Task item: Copy out each line of the data below in which "cross" appears.

Records:
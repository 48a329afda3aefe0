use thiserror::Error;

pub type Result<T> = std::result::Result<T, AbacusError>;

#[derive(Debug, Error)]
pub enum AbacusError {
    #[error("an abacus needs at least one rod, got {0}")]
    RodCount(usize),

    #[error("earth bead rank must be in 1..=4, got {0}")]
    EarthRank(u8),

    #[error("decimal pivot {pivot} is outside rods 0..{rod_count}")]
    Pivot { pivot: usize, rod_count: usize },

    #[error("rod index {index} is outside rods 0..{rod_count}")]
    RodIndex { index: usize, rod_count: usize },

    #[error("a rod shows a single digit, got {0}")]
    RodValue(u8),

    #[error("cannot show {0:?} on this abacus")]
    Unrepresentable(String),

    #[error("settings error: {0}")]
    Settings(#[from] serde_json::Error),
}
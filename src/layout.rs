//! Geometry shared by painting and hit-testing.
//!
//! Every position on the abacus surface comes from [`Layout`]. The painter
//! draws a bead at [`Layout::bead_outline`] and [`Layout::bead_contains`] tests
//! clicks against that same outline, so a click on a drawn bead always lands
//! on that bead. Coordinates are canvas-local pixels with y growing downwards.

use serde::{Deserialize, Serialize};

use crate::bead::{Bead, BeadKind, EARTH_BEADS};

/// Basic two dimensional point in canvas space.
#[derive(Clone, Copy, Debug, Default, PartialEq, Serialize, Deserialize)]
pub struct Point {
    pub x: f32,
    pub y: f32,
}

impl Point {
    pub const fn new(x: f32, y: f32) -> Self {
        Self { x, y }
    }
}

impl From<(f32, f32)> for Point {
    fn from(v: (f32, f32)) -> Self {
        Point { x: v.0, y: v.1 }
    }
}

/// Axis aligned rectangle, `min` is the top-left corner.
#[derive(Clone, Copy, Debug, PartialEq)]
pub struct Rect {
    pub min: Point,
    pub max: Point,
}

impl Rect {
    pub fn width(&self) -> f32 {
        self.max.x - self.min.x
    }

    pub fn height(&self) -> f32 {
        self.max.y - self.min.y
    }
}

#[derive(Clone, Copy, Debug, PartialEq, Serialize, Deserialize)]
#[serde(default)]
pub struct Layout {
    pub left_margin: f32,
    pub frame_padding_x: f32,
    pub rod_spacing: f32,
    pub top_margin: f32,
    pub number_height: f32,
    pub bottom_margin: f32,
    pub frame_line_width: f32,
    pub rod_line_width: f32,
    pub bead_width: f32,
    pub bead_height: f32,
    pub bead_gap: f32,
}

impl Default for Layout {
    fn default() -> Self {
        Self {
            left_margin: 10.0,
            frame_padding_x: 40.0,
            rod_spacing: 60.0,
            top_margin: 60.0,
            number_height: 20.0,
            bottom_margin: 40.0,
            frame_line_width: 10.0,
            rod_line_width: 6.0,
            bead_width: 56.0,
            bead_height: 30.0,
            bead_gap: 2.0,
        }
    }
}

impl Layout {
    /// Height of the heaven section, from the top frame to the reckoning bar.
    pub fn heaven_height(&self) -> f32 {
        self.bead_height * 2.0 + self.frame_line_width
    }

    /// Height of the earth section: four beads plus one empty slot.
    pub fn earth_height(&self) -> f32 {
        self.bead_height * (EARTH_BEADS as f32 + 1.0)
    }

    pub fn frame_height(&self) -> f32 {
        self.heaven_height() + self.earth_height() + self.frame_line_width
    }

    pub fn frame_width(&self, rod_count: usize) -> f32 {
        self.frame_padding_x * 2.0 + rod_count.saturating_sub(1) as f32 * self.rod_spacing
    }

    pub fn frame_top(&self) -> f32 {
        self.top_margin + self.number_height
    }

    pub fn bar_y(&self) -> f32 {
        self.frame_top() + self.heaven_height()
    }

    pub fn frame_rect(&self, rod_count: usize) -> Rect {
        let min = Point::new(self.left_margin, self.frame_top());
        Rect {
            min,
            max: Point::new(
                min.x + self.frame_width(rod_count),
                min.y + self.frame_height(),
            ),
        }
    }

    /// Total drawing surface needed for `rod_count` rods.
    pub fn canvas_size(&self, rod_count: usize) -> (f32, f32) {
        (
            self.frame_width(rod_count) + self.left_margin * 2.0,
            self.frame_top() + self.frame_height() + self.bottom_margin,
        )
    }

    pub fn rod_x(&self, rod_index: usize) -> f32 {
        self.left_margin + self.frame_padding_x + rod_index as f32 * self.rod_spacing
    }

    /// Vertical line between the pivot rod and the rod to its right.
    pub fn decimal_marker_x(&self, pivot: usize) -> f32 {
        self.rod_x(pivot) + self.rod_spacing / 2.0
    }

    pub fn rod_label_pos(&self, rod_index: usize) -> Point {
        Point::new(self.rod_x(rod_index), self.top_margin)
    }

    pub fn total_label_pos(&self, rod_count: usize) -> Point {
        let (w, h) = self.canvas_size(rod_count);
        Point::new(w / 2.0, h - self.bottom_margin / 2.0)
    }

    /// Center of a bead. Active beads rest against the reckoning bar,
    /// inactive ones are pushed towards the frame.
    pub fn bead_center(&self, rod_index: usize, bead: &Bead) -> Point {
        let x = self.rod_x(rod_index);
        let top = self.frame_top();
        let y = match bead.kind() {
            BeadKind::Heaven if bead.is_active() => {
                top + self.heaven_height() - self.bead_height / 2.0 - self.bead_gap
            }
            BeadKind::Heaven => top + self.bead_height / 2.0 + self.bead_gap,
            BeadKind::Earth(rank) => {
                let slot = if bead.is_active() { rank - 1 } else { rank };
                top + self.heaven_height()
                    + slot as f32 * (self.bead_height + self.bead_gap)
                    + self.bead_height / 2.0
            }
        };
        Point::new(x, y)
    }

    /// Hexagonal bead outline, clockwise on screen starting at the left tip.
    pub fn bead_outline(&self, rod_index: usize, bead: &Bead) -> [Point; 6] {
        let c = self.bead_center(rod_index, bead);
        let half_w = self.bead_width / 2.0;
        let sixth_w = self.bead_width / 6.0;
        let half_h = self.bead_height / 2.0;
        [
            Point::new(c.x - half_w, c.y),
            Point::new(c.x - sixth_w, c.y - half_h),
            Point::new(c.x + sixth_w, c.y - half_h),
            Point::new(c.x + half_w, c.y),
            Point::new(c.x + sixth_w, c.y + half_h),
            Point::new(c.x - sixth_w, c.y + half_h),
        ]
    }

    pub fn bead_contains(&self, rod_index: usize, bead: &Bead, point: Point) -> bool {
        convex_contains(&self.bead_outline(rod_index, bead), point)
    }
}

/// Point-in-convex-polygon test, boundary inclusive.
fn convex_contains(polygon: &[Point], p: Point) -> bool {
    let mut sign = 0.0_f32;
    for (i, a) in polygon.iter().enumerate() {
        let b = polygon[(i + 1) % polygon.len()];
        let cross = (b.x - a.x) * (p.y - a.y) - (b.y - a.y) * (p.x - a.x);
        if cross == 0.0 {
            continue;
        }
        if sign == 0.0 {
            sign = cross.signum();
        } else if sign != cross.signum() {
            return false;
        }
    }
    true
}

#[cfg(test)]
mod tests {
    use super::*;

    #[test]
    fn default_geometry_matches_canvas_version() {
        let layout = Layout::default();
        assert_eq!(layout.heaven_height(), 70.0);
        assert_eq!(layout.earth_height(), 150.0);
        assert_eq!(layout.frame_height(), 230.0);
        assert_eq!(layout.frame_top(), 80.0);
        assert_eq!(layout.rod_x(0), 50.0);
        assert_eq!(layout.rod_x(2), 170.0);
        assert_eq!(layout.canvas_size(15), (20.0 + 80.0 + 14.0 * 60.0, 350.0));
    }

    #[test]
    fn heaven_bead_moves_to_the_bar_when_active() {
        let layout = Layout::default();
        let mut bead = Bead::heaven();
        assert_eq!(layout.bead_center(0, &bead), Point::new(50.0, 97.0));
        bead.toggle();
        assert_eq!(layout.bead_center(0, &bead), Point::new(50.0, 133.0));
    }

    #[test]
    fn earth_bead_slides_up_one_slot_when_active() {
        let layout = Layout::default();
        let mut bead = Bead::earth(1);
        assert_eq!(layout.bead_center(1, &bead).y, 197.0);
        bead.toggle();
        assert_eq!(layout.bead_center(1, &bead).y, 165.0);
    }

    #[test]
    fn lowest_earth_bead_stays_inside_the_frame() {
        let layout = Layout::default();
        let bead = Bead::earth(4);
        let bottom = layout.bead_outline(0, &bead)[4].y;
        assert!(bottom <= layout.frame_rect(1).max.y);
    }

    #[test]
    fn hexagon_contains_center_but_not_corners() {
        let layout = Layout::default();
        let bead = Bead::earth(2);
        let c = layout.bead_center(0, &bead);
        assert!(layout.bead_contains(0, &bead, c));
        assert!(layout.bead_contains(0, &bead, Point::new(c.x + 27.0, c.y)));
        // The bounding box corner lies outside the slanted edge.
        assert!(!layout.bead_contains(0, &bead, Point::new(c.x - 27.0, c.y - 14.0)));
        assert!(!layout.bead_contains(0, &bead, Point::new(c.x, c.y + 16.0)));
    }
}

Answer section:
        let cross = (b.x - a.x) * (p.y - a.y) - (b.y - a.y) * (p.x - a.x);
        if cross == 0.0 {
            sign = cross.signum();
        } else if sign != cross.signum() {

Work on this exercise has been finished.